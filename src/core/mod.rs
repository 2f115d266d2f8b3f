pub mod copier;
pub mod decision;
pub mod inspector;
pub mod reconciler;
pub mod script;

pub use copier::{CopierConfig, CopyError, TreeCopier};
pub use decision::{
    decide, MountStatus, ReconciliationAction, StateKind, MOUNTED_RULES, UNMOUNTED_RULES,
};
pub use inspector::{classify, resolve_link_target, PathState};
pub use reconciler::{
    guard_path, LinkReconciler, ManagedLink, ReconcileError, ReconcileEvent, ReconcileOutcome,
};
pub use script::{render_script, sh_quote, write_script, ScriptParams};
//! 无人值守脚本生成器
//!
//! 把协调器执行的同一份决策表渲染成独立的 POSIX sh 脚本，交给系统
//! 服务管理器在本进程不在场时（登录、卷挂载触发）执行。脚本无任何
//! 依赖、不读 stdin、只写自己的日志；任一链接转换失败时以非零退出。
//!
//! 分支体一律从 [`MOUNTED_RULES`] / [`UNMOUNTED_RULES`] 查表生成，
//! 决策表变更会同时反映到进程内协调器和这里，两边不会漂移。

use std::io;
use std::path::Path;

use super::decision::{lookup, ReconciliationAction, StateKind, MOUNTED_RULES, UNMOUNTED_RULES};
use super::reconciler::ManagedLink;

/// 脚本参数
#[derive(Debug, Clone)]
pub struct ScriptParams<'a> {
    /// 卷标识（只进脚本头部注释，挂载判断用挂载点）
    pub drive_id: Option<&'a str>,
    /// 卷的期望挂载点（脚本运行时自行检查是否在线）
    pub mount_path: &'a Path,
    /// 受管链接
    pub links: &'a [ManagedLink],
    /// 脚本日志文件
    pub log_path: &'a Path,
}

/// POSIX 单引号转义：' -> '\''
///
/// 所有插值进脚本的路径/标识串都必须经过这里，防止特殊字符破坏
/// 引号结构。
pub fn sh_quote(s: &str) -> String {
    let mut out = String::with_capacity(s.len() + 2);
    out.push('\'');
    for c in s.chars() {
        if c == '\'' {
            out.push_str("'\\''");
        } else {
            out.push(c);
        }
    }
    out.push('\'');
    out
}

/// 动作对应的脚本语句（参数：$1=名称 $2=本地路径 $3=期望目标）
fn action_call(action: ReconciliationAction) -> &'static str {
    match action {
        ReconciliationAction::LinkDirectly => r#"link_directly "$1" "$2" "$3""#,
        ReconciliationAction::MigrateThenLink => r#"migrate_then_link "$1" "$2" "$3""#,
        ReconciliationAction::QuarantineThenLink => r#"quarantine_then_link "$1" "$2" "$3""#,
        ReconciliationAction::QuarantineThenPlaceholder => {
            r#"quarantine_then_placeholder "$1" "$2""#
        }
        ReconciliationAction::NoOp => r#"log "$1: 无需处理""#,
    }
}

/// 渲染完整脚本文本
pub fn render_script(params: &ScriptParams) -> String {
    let mut s = String::new();
    s.push_str("#!/bin/sh\n");
    s.push_str("# drivelink 自动生成的链接协调脚本，请勿手工编辑\n");
    if let Some(id) = params.drive_id {
        s.push_str(&format!("# 目标卷: {}\n", id));
    }
    s.push_str(&format!(
        "# 生成时间: {}\n\n",
        chrono::Utc::now().format("%Y-%m-%d %H:%M:%S UTC")
    ));

    s.push_str(&format!(
        "LOG={}\nMOUNT={}\nSTATUS=0\n\n",
        sh_quote(&params.log_path.to_string_lossy()),
        sh_quote(&params.mount_path.to_string_lossy())
    ));

    s.push_str(
        r#"log() {
    printf '%s %s\n' "$(date '+%Y-%m-%d %H:%M:%S')" "$*" >> "$LOG" 2>/dev/null
}

copy_tree() {
    if command -v rsync >/dev/null 2>&1; then
        rsync -a "$1/" "$2/"
    else
        cp -R "$1/." "$2/"
    fi
}

link_directly() {
    if ! mkdir -p "$3"; then
        log "$1: 无法创建盘上目标 $3"
        STATUS=1
        return
    fi
    if [ -L "$2" ] && ! rm "$2"; then
        log "$1: 移除过时链接失败"
        STATUS=1
        return
    fi
    if ln -s "$3" "$2"; then
        log "$1: 已链接到 $3"
    else
        log "$1: 建立链接失败"
        STATUS=1
    fi
}

migrate_then_link() {
    if ! mkdir -p "$3"; then
        log "$1: 无法创建盘上目标 $3"
        STATUS=1
        return
    fi
    if ! copy_tree "$2" "$3"; then
        log "$1: 迁移拷贝失败，本地数据保持原样"
        STATUS=1
        return
    fi
    BACKUP="$2.backup.$(date +%s)"
    if mv "$2" "$BACKUP" && ln -s "$3" "$2"; then
        log "$1: 已迁移并链接到 $3 (本地备份 $BACKUP)"
    else
        log "$1: 迁移后建链失败"
        STATUS=1
    fi
}

quarantine_then_link() {
    BACKUP="$2.backup.$(date +%s)"
    if mv "$2" "$BACKUP" && mkdir -p "$3" && ln -s "$3" "$2"; then
        log "$1: 意外文件已备份为 $BACKUP，链接已建立"
    else
        log "$1: 备份或建链失败"
        STATUS=1
    fi
}

quarantine_then_placeholder() {
    if rm "$2" && mkdir -p "$2"; then
        log "$1: 卷已离线，失效链接已替换为占位目录"
    else
        log "$1: 占位目录创建失败"
        STATUS=1
    fi
}

"#,
    );

    push_reconcile_fn(&mut s);

    for link in params.links {
        let subpath = format!("/{}", link.drive_subpath.to_string_lossy());
        s.push_str(&format!(
            "reconcile {} {} \"$MOUNT\"{}\n",
            sh_quote(&link.name),
            sh_quote(&link.local_path.to_string_lossy()),
            sh_quote(&subpath)
        ));
    }

    s.push_str("\nexit \"$STATUS\"\n");
    s
}

/// 从决策表生成 reconcile 函数
///
/// 分支判断顺序固定（链接先于目录先于文件），分支体逐条查表。
fn push_reconcile_fn(s: &mut String) {
    let m = |kind: StateKind| action_call(lookup(MOUNTED_RULES, kind));
    let u = |kind: StateKind| action_call(lookup(UNMOUNTED_RULES, kind));

    s.push_str("reconcile() {\n");
    s.push_str("    if [ -d \"$MOUNT\" ]; then\n");
    s.push_str("        if [ -L \"$2\" ]; then\n");
    s.push_str("            if [ \"$(readlink \"$2\")\" = \"$3\" ]; then\n");
    s.push_str(&format!("                {}\n", m(StateKind::CorrectSymlink)));
    s.push_str("            else\n");
    s.push_str(&format!("                {}\n", m(StateKind::StaleSymlink)));
    s.push_str("            fi\n");
    s.push_str("        elif [ -d \"$2\" ]; then\n");
    s.push_str(&format!("            {}\n", m(StateKind::RealDirectory)));
    s.push_str("        elif [ -f \"$2\" ]; then\n");
    s.push_str(&format!("            {}\n", m(StateKind::RegularFile)));
    s.push_str("        else\n");
    s.push_str(&format!("            {}\n", m(StateKind::Missing)));
    s.push_str("        fi\n");
    s.push_str("    else\n");
    // [ ! -e ] 跟随链接，测的是解析后目标是否可达
    s.push_str("        if [ -L \"$2\" ] && [ ! -e \"$2\" ]; then\n");
    s.push_str(&format!("            {}\n", u(StateKind::DanglingSymlink)));
    s.push_str("        else\n");
    s.push_str(&format!("            {}\n", u(StateKind::ReachableSymlink)));
    s.push_str("        fi\n");
    s.push_str("    fi\n");
    s.push_str("}\n\n");
}

/// 写出脚本并赋予可执行权限
///
/// 脚本会执行变更操作，所以根路径/空路径在生成阶段就拒绝。
pub fn write_script(path: &Path, params: &ScriptParams) -> io::Result<()> {
    super::reconciler::guard_path(params.mount_path).map_err(io::Error::other)?;
    for link in params.links {
        super::reconciler::guard_path(&link.local_path).map_err(io::Error::other)?;
    }

    if let Some(parent) = path.parent() {
        std::fs::create_dir_all(parent)?;
    }
    std::fs::write(path, render_script(params))?;

    use std::os::unix::fs::PermissionsExt;
    std::fs::set_permissions(path, std::fs::Permissions::from_mode(0o755))?;
    Ok(())
}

● **PROBLEM DESCRIPTION**: Which lines of the entries above contain the string "POSIX"? Copy each one.

● **SOLUTION**:
//! 把协调器执行的同一份决策表渲染成独立的 POSIX sh 脚本，交给系统
/// POSIX 单引号转义：' -> '\''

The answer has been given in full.